Clinical, medical and diagnostics
Large cohort study in the USA has shown that shingles vaccination associates with substantial reductions in major adverse cardiac events and mortality in patients with established atherosclerotic cardiovascular disease
People with established heart disease who received a shingles vaccine have experienced markedly lower rates of serious cardiovascular events within one year compared with those who remained unvaccinated, according to findings presented at the American College of Cardiology Annual Scientific Session 2026 in March.
The analysis has examined more than 246,822 adults in the USA with atherosclerotic cardiovascular disease, a condition characterised by plaque accumulation within arterial walls that leads to impaired blood flow and increased risk of myocardial infarction and stroke. The findings have added to a growing body of evidence that vaccination against herpes zoster may confer broader systemic benefits beyond infection prevention, including potential protection against cardiovascular disease and neurodegenerative outcomes.
“This vaccine has been found over and over again to have cardioprotective effects for reducing heart attack, stroke and death,” said Dr. Robert Nguyen, the study’s lead author and a resident physician at the University of California, Riverside, California, USA. He explained that the magnitude of benefit appeared particularly pronounced in individuals with pre-existing cardiovascular pathology.
“Looking at the highest risk population, those with existing cardiovascular disease, these protective effects might be even greater than among the general public,” he said.
Current immunisation guidance from the US Centers for Disease Control and Prevention recommends shingles vaccination for all adults aged 50 years and older, as well as younger individuals with compromised immune function. The vaccine targets herpes zoster, a reactivation of the varicella zoster virus that causes a painful dermatomal rash and may lead to postherpetic neuralgia, a chronic neuropathic pain condition. Reactivation typically occurs decades after primary varicella infection and has been associated with systemic inflammatory and thrombotic responses.

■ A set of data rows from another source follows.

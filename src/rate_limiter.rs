/// rate_limiter.rs – Sliding-window token bucket for the CLOB API.
///
/// The exchange allows 60 orders per minute; the limiter defaults to 55 for
/// a safety margin. Throttle responses apply exponential backoff, and the
/// backoff multiplier only resets after three consecutive successes.
use std::collections::VecDeque;
use std::time::Duration;

use rand::Rng;
use tokio::sync::Mutex;
use tokio::time::Instant;
use tracing::{info, warn};

/// Consecutive successes required before the backoff multiplier resets.
const SUCCESSES_TO_RESET: u32 = 3;
const MAX_BACKOFF_SECS: f64 = 60.0;

#[derive(Debug)]
struct Inner {
    timestamps: VecDeque<Instant>,
    backoff_until: Option<Instant>,
    consecutive_throttles: u32,
    consecutive_successes: u32,
}

#[derive(Debug)]
pub struct RateLimiter {
    max_requests: usize,
    window: Duration,
    inner: Mutex<Inner>,
}

impl RateLimiter {
    pub fn new(max_requests: usize, window_secs: f64) -> Self {
        Self {
            max_requests,
            window: Duration::from_secs_f64(window_secs),
            inner: Mutex::new(Inner {
                timestamps: VecDeque::new(),
                backoff_until: None,
                consecutive_throttles: 0,
                consecutive_successes: 0,
            }),
        }
    }

    /// Wait until a request slot is available, then take it.
    ///
    /// Respects any active backoff from throttle responses. The internal
    /// lock is released before every sleep and re-acquired after.
    pub async fn acquire(&self) {
        loop {
            let wait = {
                let mut inner = self.inner.lock().await;
                let now = Instant::now();

                if let Some(until) = inner.backoff_until {
                    if now < until {
                        Some(until - now)
                    } else {
                        inner.backoff_until = None;
                        self.slot_wait(&mut inner, now)
                    }
                } else {
                    self.slot_wait(&mut inner, now)
                }
            };

            match wait {
                None => return,
                Some(d) => {
                    if d > Duration::from_secs(1) {
                        info!(wait_secs = d.as_secs_f64(), "rate limit wait");
                    }
                    tokio::time::sleep(d).await;
                }
            }
        }
    }

    /// Take a slot if one is free, otherwise return how long to wait.
    /// Called with the lock held; never sleeps.
    fn slot_wait(&self, inner: &mut Inner, now: Instant) -> Option<Duration> {
        let cutoff = now.checked_sub(self.window);
        while let Some(&front) = inner.timestamps.front() {
            match cutoff {
                Some(c) if front < c => {
                    inner.timestamps.pop_front();
                }
                _ => break,
            }
        }

        if inner.timestamps.len() < self.max_requests {
            inner.timestamps.push_back(now);
            None
        } else {
            let oldest = *inner.timestamps.front().expect("non-empty at capacity");
            Some((oldest + self.window).saturating_duration_since(now) + Duration::from_millis(100))
        }
    }

    /// Record a throttle (HTTP 429) response: exponential backoff with
    /// ±20% jitter, capped at 60s.
    pub async fn record_throttle(&self) {
        let mut inner = self.inner.lock().await;
        inner.consecutive_throttles += 1;
        inner.consecutive_successes = 0;

        let base = 2f64.powi(inner.consecutive_throttles.min(16) as i32).min(MAX_BACKOFF_SECS);
        let jitter = rand::thread_rng().gen_range(0.8..=1.2);
        let backoff = (base * jitter).min(MAX_BACKOFF_SECS);
        inner.backoff_until = Some(Instant::now() + Duration::from_secs_f64(backoff));

        warn!(
            consecutive = inner.consecutive_throttles,
            backoff_secs = backoff,
            "rate limit hit, backing off"
        );
    }

    /// Record a successful request. The throttle streak only clears after
    /// `SUCCESSES_TO_RESET` successes in a row, not after the first.
    pub async fn record_success(&self) {
        let mut inner = self.inner.lock().await;
        if inner.consecutive_throttles == 0 {
            return;
        }
        inner.consecutive_successes += 1;
        if inner.consecutive_successes >= SUCCESSES_TO_RESET {
            inner.consecutive_throttles = 0;
            inner.consecutive_successes = 0;
        }
    }

    /// Requests consumed in the current window.
    pub async fn current_usage(&self) -> usize {
        let mut inner = self.inner.lock().await;
        let now = Instant::now();
        let cutoff = now.checked_sub(self.window);
        while let Some(&front) = inner.timestamps.front() {
            match cutoff {
                Some(c) if front < c => {
                    inner.timestamps.pop_front();
                }
                _ => break,
            }
        }
        inner.timestamps.len()
    }

    /// Current throttle streak (for status reporting and tests).
    pub async fn throttle_streak(&self) -> u32 {
        self.inner.lock().await.consecutive_throttles
    }
}

// ---------------------------------------------------------------------------
// Tests
// ---------------------------------------------------------------------------

#[cfg(test)]
mod tests {
    use super::*;

    #[tokio::test(start_paused = true)]
    async fn acquires_immediately_under_limit() {
        let limiter = RateLimiter::new(5, 60.0);
        for _ in 0..5 {
            limiter.acquire().await;
        }
        assert_eq!(limiter.current_usage().await, 5);
    }

    #[tokio::test(start_paused = true)]
    async fn blocks_at_limit_until_window_rolls() {
        let limiter = RateLimiter::new(2, 10.0);
        limiter.acquire().await;
        limiter.acquire().await;

        // Third acquire must wait for the first slot to expire. With the
        // paused clock, sleep auto-advances virtual time.
        let start = Instant::now();
        limiter.acquire().await;
        assert!(start.elapsed() >= Duration::from_secs(9));
    }

    #[tokio::test(start_paused = true)]
    async fn backoff_applies_after_throttle() {
        let limiter = RateLimiter::new(100, 60.0);
        limiter.record_throttle().await;

        let start = Instant::now();
        limiter.acquire().await;
        // First backoff is ~2s with ±20% jitter.
        assert!(start.elapsed() >= Duration::from_secs_f64(1.5));
    }

    #[tokio::test(start_paused = true)]
    async fn one_success_does_not_reset_streak() {
        let limiter = RateLimiter::new(100, 60.0);
        limiter.record_throttle().await;
        limiter.record_throttle().await;
        assert_eq!(limiter.throttle_streak().await, 2);

        limiter.record_success().await;
        assert_eq!(limiter.throttle_streak().await, 2);
        limiter.record_success().await;
        assert_eq!(limiter.throttle_streak().await, 2);
    }

    #[tokio::test(start_paused = true)]
    async fn three_successes_reset_streak() {
        let limiter = RateLimiter::new(100, 60.0);
        limiter.record_throttle().await;
        limiter.record_success().await;
        limiter.record_success().await;
        limiter.record_success().await;
        assert_eq!(limiter.throttle_streak().await, 0);
    }
}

Previous epidemiological and mechanistic studies have suggested that herpes zoster infection may promote prothrombotic states, with increased risk of clot formation in cerebral and coronary vasculature. Such processes may elevate the likelihood of acute cardiovascular events, including myocardial infarction, stroke and venous thromboembolism. By preventing viral reactivation, vaccination may indirectly mitigate these downstream vascular complications.
For the present analysis, investigators used the TriNetX research network, a large-scale database that aggregates anonymised patient records from healthcare organisations across the USA. The cohort included individuals aged 50 years or older with diagnosed atherosclerotic cardiovascular disease between 2018 and 2025. Among these, 123,411 individuals had received at least one dose of a shingles vaccine – either Shingrix or Zostavax – while a similar number had not received any shingles vaccination. Baseline demographic characteristics and comorbidities were closely matched between groups to reduce confounding.
Assessment of outcomes between one month and one year after vaccination has revealed consistent reductions across all major cardiovascular endpoints. Individuals who received a shingles vaccine were 46 per cent less likely to experience a major adverse cardiac event and 66 per cent less likely to die from any cause within the study period. In addition, vaccination associated with a 32 per cent reduction in myocardial infarction risk, a 25 per cent reduction in stroke risk and a 25 per cent reduction in incident heart failure.
Nguyen indicated that the scale of these effects approached that observed with established lifestyle interventions.
“Vaccines are one of the most important medicines we have to prevent disease. Sometimes patients are unsure about whether they should get a vaccine or not, particularly in [this] age of disinformation. These results provide another reason for them to elect to get the vaccine,” he said.
The investigators have emphasised that the analysis focused on short-term outcomes within one year of vaccination and that longer-term effects require further evaluation. Evidence from a separate study published in 2025 has suggested that shingles vaccination associates with a 23 per cent reduction in cardiovascular events in a general population cohort and that protective effects may persist for up to eight years.
As with all observational analyses, residual confounding remains a consideration. Individuals who receive vaccination may exhibit healthier behaviours or greater engagement with healthcare services than those who do not. Although the present study adjusted for multiple socioeconomic and behavioural factors, including housing status, employment, education and comorbid conditions, unmeasured variables may still influence the observed associations.
Nevertheless, the large sample size and robust statistical matching have supported a high degree of confidence that shingles vaccination correlates with a meaningful reduction in cardiovascular risk among patients with established atherosclerotic disease.
Taken together, the findings have reinforced the role of vaccination not only as a preventive measure against infectious disease but also as a potential adjunct strategy in cardiovascular risk reduction.